Company: Furl
Status: Founded in the spring of 2003 by Mike Giles. Acquired by Looksmart on September 23, 2004 Origin of the Name: “The origin of the name came from the very geeky description of what the system does – File URLs. If you can enter a URL and see it in your browser, we can save it for you. Once the name started being used and it was time to find a replacement, we just couldn’t come up with one we liked more. It’s short, simple and pretty easy to remember. And as an added bonus, the definition of “furl” is “to roll up and secure,” which is exactly what we do with all the interesting Web pages you find online.” Link What is it? Furl is a social bookmarking site often compared to Deli.cio.us (TechCrunch review of delicious here ). However, there are some key differences and many people use both obsessively. At its core, once you’ve signed up with furl, if you find a site/post that you want to retain, you can “furl” it and it is saved for you. You can find the site/post later by searching for tags that you’ve associated with it (or other meta data), or by a text search.

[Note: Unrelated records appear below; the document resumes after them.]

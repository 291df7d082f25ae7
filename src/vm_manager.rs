//! Top-level driver: loads the workload, runs it and writes the reports.

use std::io::{self, Write};

use log::{debug, info};

use crate::config::{Config, OutputOptions};
use crate::error::Result;
use crate::event::{Event, EventSink};
use crate::io::{format_frame_table, format_page_table, format_stats, RandomSource, Workload};
use crate::simulation::{Instruction, Simulation, Summary};

/// Writes events to the report stream according to the output options
struct ReportSink<'w, W: Write> {
    out: &'w mut W,
    options: OutputOptions,
    error: Option<io::Error>,
}

impl<'w, W: Write> ReportSink<'w, W> {
    fn new(out: &'w mut W, options: OutputOptions) -> Self {
        ReportSink { out, options, error: None }
    }

    fn write_line(&mut self, line: impl std::fmt::Display) {
        if self.error.is_none() {
            if let Err(e) = writeln!(self.out, "{}", line) {
                self.error = Some(e);
            }
        }
    }

    fn check(&mut self) -> io::Result<()> {
        self.error.take().map_or(Ok(()), Err)
    }
}

impl<W: Write> EventSink for ReportSink<'_, W> {
    fn emit(&mut self, event: Event) {
        let wanted = match event {
            Event::Exit(_) => true,
            Event::Select(_) => self.options.pager_detail,
            _ => self.options.trace,
        };
        if wanted {
            self.write_line(event);
        }
    }

    fn wants_select(&self) -> bool {
        self.options.pager_detail
    }
}

pub struct VmManager {
    config: Config,
    workload: Workload,
    random: Option<RandomSource>,
}

impl VmManager {
    /// Validate the configuration and read the input (and random) file
    pub fn load(config: Config) -> Result<Self> {
        config.validate()?;
        let workload = Workload::from_file(&config.input_file)?;
        let random = config.random_file.as_ref().map(RandomSource::from_file).transpose()?;
        info!(
            "loaded {}: {} processes, {} instructions",
            config.input_file.display(),
            workload.processes.len(),
            workload.instructions.len()
        );
        Ok(VmManager { config, workload, random })
    }

    /// Build from already-parsed parts
    pub fn with_workload(
        config: Config,
        workload: Workload,
        random: Option<RandomSource>,
    ) -> Result<Self> {
        config.validate()?;
        Ok(VmManager { config, workload, random })
    }

    /// Replay the trace, writing every requested report to `out`
    pub fn run<W: Write>(self, out: &mut W) -> Result<Summary> {
        let VmManager { config, workload, random } = self;
        let options = config.output;
        let pager = config.algorithm.build(random)?;
        let mut sim = Simulation::new(config.num_frames, workload.processes, pager);

        let mut sink = ReportSink::new(out, options);
        for instruction in workload.instructions {
            let completed = sim.step(instruction, &mut sink)?;
            let access = matches!(instruction, Instruction::Read(_) | Instruction::Write(_));
            if access && completed && options.per_instruction() {
                write_tables_after_access(&sim, &mut sink);
            }
            sink.check()?;
        }

        let summary = sim.summary();
        debug!("run finished: {}", summary);
        write_final_reports(&sim, &summary, options, sink.out)?;
        Ok(summary)
    }
}

fn write_tables_after_access<W: Write>(sim: &Simulation, sink: &mut ReportSink<'_, W>) {
    let mem = sim.memory();
    if sink.options.current_page_table {
        let pid = sim.current_pid();
        sink.write_line(format_args!(
            "PT[{}]: {}",
            pid,
            format_page_table(&mem.processes[pid].page_table)
        ));
    }
    if sink.options.all_page_tables {
        for (pid, process) in mem.processes.iter().enumerate() {
            let table = format_page_table(&process.page_table);
            sink.write_line(format_args!("PT[{}]:{}", pid, table));
        }
    }
    if sink.options.frame_table_each {
        sink.write_line(format_args!("FT:{}", format_frame_table(&mem.frames)));
    }
}

fn write_final_reports<W: Write>(
    sim: &Simulation,
    summary: &Summary,
    options: OutputOptions,
    out: &mut W,
) -> io::Result<()> {
    let mem = sim.memory();
    if options.page_tables {
        for (pid, process) in mem.processes.iter().enumerate() {
            writeln!(out, "PT[{}]:{}", pid, format_page_table(&process.page_table))?;
        }
    }
    if options.frame_table {
        writeln!(out, "FT:{}", format_frame_table(&mem.frames))?;
    }
    if options.summary {
        for (pid, process) in mem.processes.iter().enumerate() {
            writeln!(out, "PROC[{}]:{}", pid, format_stats(&process.stats))?;
        }
        writeln!(out, "{}", summary)?;
    }
    Ok(())
}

If you understand delicious but are unfamiliar with Furl, the best way to describe Furl is a more structured delicious. There are much deeper meta data options when bookmarking a page, for instance. With delicious, currently, you can only tag a page and annotate it with notes. With Furl, you can tag it, categorize it with pre-populated items, rate it and add notes. Many Furl users like these options when tagging pages. Some users don’t need the extra data, and don’t like the time it takes to fill it out. To see this visually, here is a screen shot of a furl bookmark: Furl also does other things differently than delicious. The site you’ve bookmarked is saved at Furl (each member gets 5 gigs of storage), which means you can keep data even if the page changes. And, this allows for super-fast text searches on pages you’ve bookmarked, something delicious can’t offer. John Battelle puts it this way:
“So what is it about Furl that made me write that past paragraph? After all, it’s just a web page-saving application. Right? Well, yes and no. Furl does a good job of helping you manage your web browsing. It adds several features that others don’ t have – full text search on your saved pages, for example. But Furl saves the entire web page you’ve “furled”, not just the URL, which prevents link rot, on the one hand, and creates what I’ll call a “PersonalWeb,” on the other.”